Collected data entries
-*-*-
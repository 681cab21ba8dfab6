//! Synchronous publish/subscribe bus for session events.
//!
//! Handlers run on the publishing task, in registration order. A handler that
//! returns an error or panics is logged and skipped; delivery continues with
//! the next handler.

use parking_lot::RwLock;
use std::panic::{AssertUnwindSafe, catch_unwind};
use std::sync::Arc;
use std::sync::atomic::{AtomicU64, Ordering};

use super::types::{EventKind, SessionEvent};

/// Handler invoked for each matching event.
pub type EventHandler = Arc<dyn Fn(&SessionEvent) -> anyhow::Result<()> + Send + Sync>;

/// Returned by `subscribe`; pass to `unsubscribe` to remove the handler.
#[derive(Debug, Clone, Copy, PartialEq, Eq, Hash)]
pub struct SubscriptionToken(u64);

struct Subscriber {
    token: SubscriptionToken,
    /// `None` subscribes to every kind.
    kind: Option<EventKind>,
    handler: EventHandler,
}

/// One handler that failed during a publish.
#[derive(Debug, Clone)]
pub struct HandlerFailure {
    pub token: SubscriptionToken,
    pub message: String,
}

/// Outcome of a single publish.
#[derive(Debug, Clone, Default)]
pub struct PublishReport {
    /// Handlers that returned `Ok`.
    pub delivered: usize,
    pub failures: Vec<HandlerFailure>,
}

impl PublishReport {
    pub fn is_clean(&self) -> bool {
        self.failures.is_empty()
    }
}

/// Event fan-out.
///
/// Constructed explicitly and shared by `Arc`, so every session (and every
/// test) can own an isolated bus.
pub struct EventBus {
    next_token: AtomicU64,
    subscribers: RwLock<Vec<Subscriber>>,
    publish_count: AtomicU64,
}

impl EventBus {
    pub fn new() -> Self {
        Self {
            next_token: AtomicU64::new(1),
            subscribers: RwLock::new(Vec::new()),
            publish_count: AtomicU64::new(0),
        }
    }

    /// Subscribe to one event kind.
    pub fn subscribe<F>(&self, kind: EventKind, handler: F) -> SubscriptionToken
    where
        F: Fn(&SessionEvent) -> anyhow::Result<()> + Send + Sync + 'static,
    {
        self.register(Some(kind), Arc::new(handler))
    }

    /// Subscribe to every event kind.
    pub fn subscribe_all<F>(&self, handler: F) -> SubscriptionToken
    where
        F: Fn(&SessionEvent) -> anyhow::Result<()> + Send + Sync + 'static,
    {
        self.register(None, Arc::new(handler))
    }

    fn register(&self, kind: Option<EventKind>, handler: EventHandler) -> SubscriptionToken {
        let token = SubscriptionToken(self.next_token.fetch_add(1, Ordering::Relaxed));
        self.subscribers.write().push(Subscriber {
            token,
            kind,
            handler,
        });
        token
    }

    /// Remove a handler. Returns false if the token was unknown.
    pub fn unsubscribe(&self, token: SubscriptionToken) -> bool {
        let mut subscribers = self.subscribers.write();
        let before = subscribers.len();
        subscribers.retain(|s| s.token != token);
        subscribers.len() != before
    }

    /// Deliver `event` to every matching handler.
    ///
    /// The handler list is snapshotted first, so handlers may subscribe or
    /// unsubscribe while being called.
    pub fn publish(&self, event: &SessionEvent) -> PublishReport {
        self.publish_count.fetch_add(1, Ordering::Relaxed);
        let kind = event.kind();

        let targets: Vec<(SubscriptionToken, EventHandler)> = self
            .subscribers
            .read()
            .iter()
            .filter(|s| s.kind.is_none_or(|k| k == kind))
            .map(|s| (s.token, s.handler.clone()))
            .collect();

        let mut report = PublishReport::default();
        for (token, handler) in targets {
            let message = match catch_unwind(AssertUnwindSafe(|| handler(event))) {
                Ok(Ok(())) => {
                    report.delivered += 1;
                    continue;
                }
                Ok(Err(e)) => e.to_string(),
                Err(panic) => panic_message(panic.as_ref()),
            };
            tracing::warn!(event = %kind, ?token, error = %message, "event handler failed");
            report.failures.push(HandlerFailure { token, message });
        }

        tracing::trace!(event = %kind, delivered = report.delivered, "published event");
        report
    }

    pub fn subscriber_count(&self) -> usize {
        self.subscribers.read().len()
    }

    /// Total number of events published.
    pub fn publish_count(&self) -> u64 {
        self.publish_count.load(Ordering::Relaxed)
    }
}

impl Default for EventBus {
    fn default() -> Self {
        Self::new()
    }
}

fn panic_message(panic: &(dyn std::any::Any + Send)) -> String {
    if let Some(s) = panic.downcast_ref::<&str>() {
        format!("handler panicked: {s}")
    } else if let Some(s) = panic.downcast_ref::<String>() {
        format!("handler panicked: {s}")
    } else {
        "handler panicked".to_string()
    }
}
-*-*-
Your instructions: Starting at the line above that contains "token was unknown.", write out each line exactly until the line that contains "let kind = event.kind();" has been written, and stop there.

Solution for this exercise:
    /// Remove a handler. Returns false if the token was unknown.
    pub fn unsubscribe(&self, token: SubscriptionToken) -> bool {
        let mut subscribers = self.subscribers.write();
        let before = subscribers.len();
        subscribers.retain(|s| s.token != token);
        subscribers.len() != before
    }

    /// Deliver `event` to every matching handler.
    ///
    /// The handler list is snapshotted first, so handlers may subscribe or
    /// unsubscribe while being called.
    pub fn publish(&self, event: &SessionEvent) -> PublishReport {
        self.publish_count.fetch_add(1, Ordering::Relaxed);
        let kind = event.kind();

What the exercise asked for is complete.